==== Data for processing ====
//! Scanout binding
//!
//! A CRTC displaying a pixmap takes a scanout reference through a
//! `ScanoutBox`. The first reference materializes the DMA backing, the
//! presentation tracking and the kernel framebuffer; the last release reads
//! presented content back, tears the framebuffer down and drops the
//! co-owning pixmap reference.

use alloc::sync::Arc;
use alloc::vec::Vec;
use core::mem;
use core::sync::atomic::Ordering;

use crate::device::FramebufferInfo;
use crate::pixmap::Pixmap;
use crate::region::{Rect, Region};
use crate::{Error, Result, Saa, FENCE_TIMEOUT_NS, PRESENT_FENCE_DEPTH};

/// Identity of one scanout binding
#[derive(Debug, Clone, Copy, PartialEq, Eq)]
pub struct ScanoutId(pub u32);

/// One CRTC slot's binding to a scanout pixmap
pub struct ScanoutBox {
    /// Screen-space bounds this CRTC scans out
    pub bounds: Rect,
    id: Option<ScanoutId>,
    pixmap: Option<Arc<Pixmap>>,
}

impl ScanoutBox {
    pub fn new(bounds: Rect) -> Self {
        Self {
            bounds,
            id: None,
            pixmap: None,
        }
    }

    /// The pixmap this box currently references
    pub fn pixmap(&self) -> Option<&Arc<Pixmap>> {
        self.pixmap.as_ref()
    }

    pub fn is_bound(&self) -> bool {
        self.pixmap.is_some()
    }
}

impl Saa {
    /// Take a scanout reference on `pixmap` for `sbox`.
    ///
    /// The first reference creates the scanout resources; any failure rolls
    /// them back and leaves the box unbound. Returns the framebuffer handle.
    pub fn scanout_ref(&self, sbox: &mut ScanoutBox, pixmap: &Arc<Pixmap>) -> Result<u32> {
        let first = pixmap.state.lock().scanouts.is_empty();

        if first {
            if let Err(err) = self.scanout_bind_first(pixmap) {
                let mut state = pixmap.state.lock();
                state.remove_present();
                state.remove_damage();
                sbox.pixmap = None;
                return Err(err);
            }
        }

        let id = match sbox.id {
            Some(id) => id,
            None => {
                let id = ScanoutId(self.next_scanout.fetch_add(1, Ordering::SeqCst));
                sbox.id = Some(id);
                id
            }
        };

        let mut state = pixmap.state.lock();
        state.scanouts.push((id, sbox.bounds));
        let fb = state.fb.ok_or(Error::Framebuffer)?;
        drop(state);

        sbox.pixmap = Some(pixmap.clone());
        Ok(fb)
    }

    fn scanout_bind_first(&self, pixmap: &Arc<Pixmap>) -> Result<()> {
        self.ensure_dmabuf(pixmap)?;

        let (info, buffer_handle) = {
            let mut state = pixmap.state.lock();
            state.add_present();
            let buf = state.dmabuf.clone().ok_or(Error::NoBacking)?;
            (state.info, buf.handle())
        };

        let fb = self
            .device
            .framebuffer_add(
                &FramebufferInfo {
                    width: info.width,
                    height: info.height,
                    depth: info.depth,
                    bpp: info.bpp,
                    pitch: info.pitch,
                },
                buffer_handle,
            )
            .map_err(|_| Error::Framebuffer)?;

        pixmap.state.lock().fb = Some(fb);
        Ok(())
    }

    /// Release a scanout reference. The last release captures any GPU-only
    /// content with an unbounded readback before the framebuffer goes away.
    pub fn scanout_unref(&self, sbox: &mut ScanoutBox) {
        let Some(pixmap) = sbox.pixmap.take() else {
            return;
        };
        let Some(id) = sbox.id else {
            return;
        };

        let last = {
            let mut state = pixmap.state.lock();
            let last = state.scanouts.len() == 1
                && state.scanouts.iter().any(|(sid, _)| *sid == id);
            if last {
                if let Some(present) = state.present.as_mut() {
                    present.pending_update.clear();
                }
            } else {
                state.scanouts.retain(|(sid, _)| *sid != id);
            }
            last
        };

        if !last {
            return;
        }

        // Read back while the box is still listed so the readback can be
        // clipped to its bounds; content only on the GPU must survive the
        // teardown.
        let _ = self.present_readback(&pixmap, None);

        let fb = {
            let mut state = pixmap.state.lock();
            state.scanouts.retain(|(sid, _)| *sid != id);
            state.fb.take()
        };
        if let Some(fb) = fb {
            if self.device.framebuffer_remove(fb).is_err() {
                log::error!("Failed to remove framebuffer.");
            }
        }

        let mut state = pixmap.state.lock();
        state.remove_present();
        state.remove_damage();
    }

    /// Queue a full refresh of a scanout pixmap on the next flush
    pub fn scanout_refresh(&self, pixmap: &Arc<Pixmap>) {
        let mut state = pixmap.state.lock();
        let extent = state.info.extent();
        let dirty_hw = state.dirty_hw.clone();

        if let Some(present) = state.present.as_mut() {
            let mut pending_present = dirty_hw.clone();
            pending_present.subtract(&present.dirty_present);
            present.pending_present = pending_present;

            let mut pending_update = Region::from_rect(extent);
            pending_update.subtract(&dirty_hw);
            present.pending_update = pending_update;
        }
    }

    /// Flush queued scanout work: dirty-framebuffer notifications for
    /// system-side updates and presents for surface-side content. Presents
    /// are paced through a small fence ring.
    pub fn flush_scanouts(&self) {
        let pixmaps: Vec<Arc<Pixmap>> = self.pixmaps.read().values().cloned().collect();
        let mut presented = false;

        for pixmap in pixmaps {
            let (fb, update, queued, surface) = {
                let mut state = pixmap.state.lock();
                let Some(fb) = state.fb else {
                    continue;
                };
                let Some(present) = state.present.as_mut() else {
                    continue;
                };
                let update = mem::take(&mut present.pending_update);
                let queued = mem::take(&mut present.pending_present);
                (fb, update, queued, state.surface.clone())
            };

            if !update.is_empty() && self.device.framebuffer_dirty(fb, update.rects()).is_err() {
                log::error!("Failed to send framebuffer dirty rectangles.");
            }

            if !queued.is_empty() {
                match surface.map(|s| s.handle()) {
                    Some(Ok((handle, _))) => {
                        if self.device.present(0, 0, &queued, handle).is_err() {
                            log::error!("Present failed.");
                        } else {
                            presented = true;
                        }
                    }
                    Some(Err(_)) => log::error!("Could not get present surface handle."),
                    None => log::error!("No surface to present from."),
                }
            }
        }

        if presented {
            self.throttle_presents();
        }
    }

    fn throttle_presents(&self) {
        let Ok(seq) = self.device.fence_insert() else {
            return;
        };

        let mut ring = self.fence_ring.lock();
        ring.push_back(seq);
        while ring.len() > PRESENT_FENCE_DEPTH {
            if let Some(oldest) = ring.pop_front() {
                if self.device.fence_wait(oldest, FENCE_TIMEOUT_NS).is_err() {
                    log::warn!("Present fence wait timed out.");
                }
            }
        }
    }
}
====
• [Exercise] In the listing above, locate the line containing "let extent = state.info.extent();" and the line containing "present.pending_present = pending_present;". Transcribe those two lines and everything between them, exactly as written.

• [Your response]
        let extent = state.info.extent();
        let dirty_hw = state.dirty_hw.clone();

        if let Some(present) = state.present.as_mut() {
            let mut pending_present = dirty_hw.clone();
            pending_present.subtract(&present.dirty_present);
            present.pending_present = pending_present;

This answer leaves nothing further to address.